Phionah Atuhebwe, responsable des nouveaux vaccins de l’OMS en Afrique : “L’Occident nous a laissé tomber dans la pandémie de covid” |  future planète
Phionah Atuhebwe, responsable des nouveaux vaccins pour l’Organisation mondiale de la santé en Afrique.SGD

Dans un hôtel sur la plage de Dar Es Salaam, vendredi dernier, 59 experts de la vaccination covid se sont embrassés euphoriquement – ​​et sans masque. C’était la première fois qu’ils se voyaient en personne, après trois ans d’appels vidéo et d’e-mails, travaillant ensemble au pire de la pandémie, une urgence qui vient officiellement de prendre fin. Ils l’ont fait, curieusement, en Tanzanie, un pays qui a nié l’existence du covid-19 jusqu’aux dernières conséquences. La raison, la conclusion d’un programme avec lequel la Commission européenne a investi 16,6 millions d’euros, par l’intermédiaire de l’Organisation mondiale de la santé (OMS), pour vacciner contre le coronavirus dans 16 pays africains souffrant de crises humanitaires.

Phionah Atuhebwe (Mbarara, Ouganda, 40 ans), responsable des nouveaux vaccins de l’OMS en Afrique, a dû être évacuée de la République du Congo vers l’Europe après avoir contracté le covid. Bien qu’elle soit en bonne santé, dit-elle, elle a souffert d’hypotension et de dépression pendant des mois après avoir transmis la maladie. Maintenant Atuhebe, qui a vécu en première ligne l’échec initial de Covax sur la vaccination des pays pauvres critique la façon dont les pays riches ont accumulé les vaccins, les achetant à des prix avec lesquels l’Afrique ne pouvait pas rivaliser. Et il met en garde contre les crédits que certains pays pauvres demandent “désespérément” en pleine pandémie : “Certains vont payer longtemps des vaccins qu’ils n’utiliseront pas”. Atuhebwe donne cette interview sur le point de quitter ses fonctions pour prendre en charge les vaccinations à l’UNICEF.

Demander. Quelles leçons la pandémie laisse-t-elle?

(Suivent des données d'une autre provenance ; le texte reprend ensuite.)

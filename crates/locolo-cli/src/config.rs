//! Configuration file support

use crate::error::{Error, Result};
use serde::{Deserialize, Serialize};
use std::fs;
use std::path::{Path, PathBuf};

/// Configuration for locolo
#[derive(Debug, Clone, PartialEq, Serialize, Deserialize)]
#[serde(default)]
pub struct Config {
    /// Name the assistant introduces itself with
    pub assistant_name: String,
    /// Color theme ("dark" or "light")
    pub theme: String,
    /// Conversation starters on the welcome screen
    pub suggestions: Vec<String>,
    /// Show message times in row headers
    pub show_timestamps: bool,
    /// Animation tick in milliseconds
    pub tick_rate_ms: u64,
    /// Scripted assistant pacing
    pub assistant: AssistantConfig,
}

/// Pacing of the scripted assistant
#[derive(Debug, Clone, PartialEq, Serialize, Deserialize)]
#[serde(default)]
pub struct AssistantConfig {
    /// Delay before the first token arrives
    pub first_token_delay_ms: u64,
    /// Delay between streamed tokens
    pub token_delay_ms: u64,
}

impl Default for Config {
    fn default() -> Self {
        Self {
            assistant_name: "Locolo".to_string(),
            theme: "dark".to_string(),
            suggestions: vec![
                "Meeting new people".to_string(),
                "Romantic Jazz Night".to_string(),
                "Techno Rave Party".to_string(),
            ],
            show_timestamps: false,
            tick_rate_ms: 80,
            assistant: AssistantConfig::default(),
        }
    }
}

impl Default for AssistantConfig {
    fn default() -> Self {
        Self {
            first_token_delay_ms: 700,
            token_delay_ms: 45,
        }
    }
}

impl Config {
    /// Get the config directory
    pub fn config_dir() -> PathBuf {
        dirs::config_dir()
            .unwrap_or_else(|| PathBuf::from("."))
            .join("locolo")
    }

    /// Get the config file path
    pub fn config_path() -> PathBuf {
        if let Ok(path) = std::env::var("LOCOLO_CONFIG_PATH") {
            return PathBuf::from(path);
        }
        Self::config_dir().join("config.toml")
    }

    /// Load config from a file; a missing file yields the defaults
    pub fn load_from(path: &Path) -> Result<Self> {
        if !path.exists() {
            return Ok(Self::default());
        }

        let content = fs::read_to_string(path).map_err(|source| Error::ReadFile {
            path: path.to_path_buf(),
            source,
        })?;
        Self::parse(&content).map_err(|source| Error::ConfigParse {
            path: path.to_path_buf(),
            source,
        })
    }

    fn parse(content: &str) -> std::result::Result<Self, toml::de::Error> {
        toml::from_str(content)
    }

    /// Save config to a file, creating parent directories
    pub fn save_to(&self, path: &Path) -> Result<()> {
        if let Some(dir) = path.parent() {
            fs::create_dir_all(dir)?;
        }
        let content = toml::to_string_pretty(self)?;
        fs::write(path, content)?;
        Ok(())
    }

    /// Create a default config file if it doesn't exist
    pub fn init(path: &Path) -> Result<()> {
        if path.exists() {
            return Ok(());
        }
        Config::default().save_to(path)
    }
}

/// Generate example config content
pub fn example_config() -> &'static str {
    r#"# locolo configuration file
# Place at ~/.config/locolo/config.toml (Linux) or set LOCOLO_CONFIG_PATH

# Name used in the welcome greeting
assistant_name = "Locolo"

# Color theme (dark, light)
theme = "dark"

# Conversation starters shown before the first message
suggestions = ["Meeting new people", "Romantic Jazz Night", "Techno Rave Party"]

# Show message times next to the author
show_timestamps = false

# Spinner animation tick
tick_rate_ms = 80

[assistant]
# Time until the first token arrives (the "pending" spinner is shown meanwhile)
first_token_delay_ms = 700
# Time between streamed tokens
token_delay_ms = 45
"#
}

Répondre. Que le continent africain n’a jamais été préparé à une pandémie et que nous devons être prêts pour la prochaine. Avec le covid, nous dépendions de l’Occident pour les tests de dépistage, pour les médicaments, pour les masques, pour les équipements de protection individuelle… Au moment où se déroulaient les grandes vagues d’infections, avec de nombreuses hospitalisations et décès, nous n’avions pas de vaccins. Quand la pandémie a commencé à ralentir, c’est quand ils sont arrivés. Et à ce moment-là, il était difficile de convaincre les gens qu’il était nécessaire de se faire vacciner. Une autre leçon que nous avons apprise est que les pays en détresse n’auraient pas dû emprunter. Ils paieront longtemps pour des vaccins qu’ils n’utiliseront pas. Nous avons aussi appris à vacciner massivement en très peu de temps, et nous avons acquis la capacité d’immuniser des adultes, chose dans laquelle nous n’avions pas tellement d’expérience. De plus, nous disposons désormais de données en temps réel que nous pouvons utiliser pour prendre des décisions.

Les pays en situation désespérée n’auraient pas dû emprunter. Ils paieront longtemps pour des vaccins qu’ils n’utiliseront pas

P Le rôle de Covax, l’ambitieuse plateforme mondiale créée pour donner un accès égal à la vaccination aux pays riches et pauvres, est remis en question.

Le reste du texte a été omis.